Deep learning for the detection and phase unwrapping of mining-induced deformation in large-scale interferograms

Zhipeng Wu; Teng Wang; Yingjie Wang; Robert Wang; Daqing Ge

Published in: IEEE Transactions on Geoscience and Remote Sensing, SCI, Top期刊, IF=5.6

Link: https://ieeexplore.ieee.org/document/9583229

Abstract:

This paper proposes deep convolutional neural networks to detect and map localized, rapid subsidence caused by mining activities using time-series Sentinel-1 SAR images. A deformation detection network (DDNet) is developed to automatically identify rapidly subsiding areas from wrapped interferograms, and a phase unwrapping network (PUNet) is designed to unwrap the cropped interferogram patches centered on the detected subsiding locations. To train the two networks, interferogram simulation strategies are developed to generate various training samples using the distorted two-dimensional Gaussian surface and fractal Perlin noises. The performance of the DDNet is verified by simulations on a synthetic dataset with 13 large interferograms, while the PUNet is evaluated by simulations using synthetic datasets with different levels of deformation gradients and noises.
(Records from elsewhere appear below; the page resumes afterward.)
//! Crate-level error type.
//!
//! Only assembly and lifecycle failures are errors. Anything that goes wrong
//! while serving a request becomes a response for that request alone.

use axum::BoxError;
use thiserror::Error;

use crate::config::ConfigError;
use crate::lifecycle::LifecycleState;
use crate::view::ViewError;

/// Errors returned by [`HttpGrain`](crate::HttpGrain) operations.
#[derive(Debug, Error)]
pub enum HttpError {
    /// A configuration hook or `router:before` listener failed during init.
    #[error("{hook} failed: {source}")]
    Hook {
        hook: &'static str,
        #[source]
        source: BoxError,
    },

    /// The operation is not allowed in the current lifecycle state.
    #[error("cannot {operation} while {state}")]
    InvalidState {
        operation: &'static str,
        state: LifecycleState,
    },

    /// The listening socket could not be bound.
    #[error("failed to bind {address}: {source}")]
    Bind {
        address: String,
        #[source]
        source: std::io::Error,
    },

    #[error(transparent)]
    Config(#[from] ConfigError),

    #[error(transparent)]
    View(#[from] ViewError),
}

impl HttpError {
    pub(crate) fn hook(hook: &'static str, source: BoxError) -> Self {
        Self::Hook { hook, source }
    }
}
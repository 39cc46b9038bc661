//! Built-in middleware units.
//!
//! # Pipeline Order
//! ```text
//! [before_all hook]
//!     → headers.rs        (X-Content-Location, X-Powered-By)
//!     → path_prefix.rs    (strip prefix or 404)
//!     → request_time.rs   (access log + request metrics)
//!     → profiler.rs       (only with an injected profiler)
//!     → request_context.rs (task-local context, span, panic boundary)
//!     → adaptive_image.rs
//!     → static_files.rs   (asset pipeline, then the file server)
//!     → sessions.rs       (whatever the registrar attaches)
//!     → body_parser.rs    (urlencoded, json)
//! [before hook] [before_router hook] [router:before listeners]
//!     → views, router
//! ```
//!
//! Each unit exposes an `attach` function that appends it to an
//! [`App`](crate::http::App). The order above is fixed by the pipeline
//! assembler and is load-bearing: the header stamp must see every response,
//! and the prefix rewrite must run before anything that looks at the path.

pub mod adaptive_image;
pub mod body_parser;
pub mod headers;
pub mod path_prefix;
pub mod profiler;
pub mod request_context;
pub mod request_time;
pub mod sessions;
pub mod static_files;

pub use adaptive_image::{AcceptNegotiator, ImageFormat, ImageNegotiator};
pub use body_parser::ParsedBody;
pub use profiler::{Profile, Profiler, RequestProfile, TracingProfiler};
pub use sessions::{MemorySessions, Session, SessionRegistrar};
pub use static_files::{EmbeddedAssets, StaticAssets};
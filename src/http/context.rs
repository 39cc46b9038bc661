//! Handler-facing view of everything the pipeline attached to a request.

use std::convert::Infallible;
use std::sync::Arc;

use axum::{extract::FromRequestParts, http::request::Parts};
use serde::de::DeserializeOwned;
use serde_json::Value;

use crate::http::request::RequestContext;
use crate::middleware::{ImageFormat, ParsedBody, Profile, Session};
use crate::view::Views;

/// Extractor collecting the per-request values set by built-in units.
///
/// Every field is optional: a unit that is not attached (sessions disabled,
/// no body parser, non-image request) simply leaves its slot empty.
#[derive(Debug, Clone, Default)]
pub struct Context {
    request: Option<Arc<RequestContext>>,
    body: Option<Value>,
    session: Option<Session>,
    views: Option<Views>,
    image: Option<ImageFormat>,
    profile: Option<Profile>,
}

impl Context {
    pub fn request(&self) -> Option<&Arc<RequestContext>> {
        self.request.as_ref()
    }

    /// Body parsed by the URL-encoded or JSON parser.
    pub fn body(&self) -> Option<&Value> {
        self.body.as_ref()
    }

    /// Parsed body deserialized into `T`; `None` if absent or mismatched.
    pub fn body_as<T: DeserializeOwned>(&self) -> Option<T> {
        self.body
            .as_ref()
            .and_then(|value| serde_json::from_value(value.clone()).ok())
    }

    pub fn session(&self) -> Option<&Session> {
        self.session.as_ref()
    }

    pub fn views(&self) -> Option<&Views> {
        self.views.as_ref()
    }

    /// Negotiated format when the request targets an image.
    pub fn image_format(&self) -> Option<ImageFormat> {
        self.image
    }

    /// Timestamp a profiling mark; no-op without a profiler.
    pub fn mark(&self, label: &str) {
        if let Some(profile) = &self.profile {
            profile.mark(label);
        }
    }
}

impl<S: Send + Sync> FromRequestParts<S> for Context {
    type Rejection = Infallible;

    async fn from_request_parts(parts: &mut Parts, _state: &S) -> Result<Self, Self::Rejection> {
        let extensions = &parts.extensions;
        Ok(Self {
            request: extensions.get::<Arc<RequestContext>>().cloned(),
            body: extensions.get::<ParsedBody>().map(|ParsedBody(v)| v.clone()),
            session: extensions.get::<Session>().cloned(),
            views: extensions.get::<Views>().cloned(),
            image: extensions.get::<ImageFormat>().copied(),
            profile: extensions.get::<Profile>().cloned(),
        })
    }
}
//! Grain lifecycle state machine.
//!
//! ```text
//! Uninitialized → Initialized → Listening → ShuttingDown → Stopped
//!       ↓
//!     Failed
//! ```
//!
//! Transitions only move forward. `Failed` is terminal: init already consumed
//! the hooks it ran, so it cannot be retried.

use std::fmt;

use crate::error::HttpError;

/// Lifecycle state of an [`HttpGrain`](crate::HttpGrain).
#[derive(Debug, Clone, Copy, PartialEq, Eq, PartialOrd, Ord)]
pub enum LifecycleState {
    Uninitialized,
    Initialized,
    Listening,
    ShuttingDown,
    Stopped,
    Failed,
}

impl LifecycleState {
    /// Fail with [`HttpError::InvalidState`] unless the state is `expected`.
    pub(crate) fn expect(
        self,
        expected: LifecycleState,
        operation: &'static str,
    ) -> Result<(), HttpError> {
        if self == expected {
            Ok(())
        } else {
            Err(HttpError::InvalidState {
                operation,
                state: self,
            })
        }
    }

    /// Move to `next`. Backward moves are a programming error and are ignored.
    pub(crate) fn advance(&mut self, next: LifecycleState) {
        debug_assert!(next > *self, "lifecycle cannot move from {self} to {next}");
        if next > *self {
            tracing::debug!(from = %self, to = %next, "lifecycle transition");
            *self = next;
        }
    }
}

impl fmt::Display for LifecycleState {
    fn fmt(&self, f: &mut fmt::Formatter<'_>) -> fmt::Result {
        let name = match self {
            LifecycleState::Uninitialized => "uninitialized",
            LifecycleState::Initialized => "initialized",
            LifecycleState::Listening => "listening",
            LifecycleState::ShuttingDown => "shutting_down",
            LifecycleState::Stopped => "stopped",
            LifecycleState::Failed => "failed",
        };
        f.write_str(name)
    }
}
Compared with the traditional and deep-learning methods, the PUNet exhibits excellent performance and efficiency in unwrapping interferograms with rapid mining-induced deformation. The proposed networks are further verified by applying them to Shanxi Province, China, which is characterized by serious ground subsidence hazards caused by long-term coal mining activities. The time-series deformations of 1,344 detected subsidence areas are calculated with the vertical velocities ranging from -19.7 cm/year to -254.8 cm/year. The results are validated using the ascending and descending Sentinel-1 Interferograms and an L-band ALOS-2 interferogram covering the same area within the acquisition period, showing highly consistent vertical deformation rates. The proposed strategy and methods introduce deep learning to the time-series InSAR processing chain and may have profound implications on the detection and monitoring of localized mining-induced deformation using InSAR.

本文提出了利用深度卷积神经网络和时间序列哨兵-1 SAR图像对采矿活动引起的局部快速沉降进行自动化探测和时序分析的数据处理策略和方法。其中形变探测网络（DDNet）用于从缠绕的干涉图中自动识别快速沉降的区域；相位解缠网络（PUNet）用于解缠探测到的沉降位置为中心的干涉图切片。为了训练这两个网络，我们开发了一套沉降漏斗干涉图模拟方法，使用扭曲的二维高斯表面和分形Perlin噪声产生各种训练样本。DDNet 的性能通过在13 景模拟干涉图数据集上进行验证，而 PUNet 则通过使用具有不同形变梯度和噪声水平的模拟数据集来评估，并使用升降轨哨兵-1干涉图和覆盖同一地区的L波段ALOS-2干涉图实际验证了解缠效果。所提出的网络通过在中国山西省的应用得到了进一步验证，从2018年9月10日至2019年11月16日获取的哨兵-1数据中共探测到 1,344 个沉降漏斗区域，并获取它们的年度形变序列。其中最大垂直形变速率范围从 -19.7 厘米/年到 -254.8 厘米/年。与传统和其他深度学习解缠方法相比，PUNet 在解缠采矿引起的快速形变干涉图方面表现出优异的性能和效率。我们所提出的策略和方法将深度学习引入到时间序列InSAR处理链中，并对利用InSAR探测和监测局部形变异常提供了新的思路。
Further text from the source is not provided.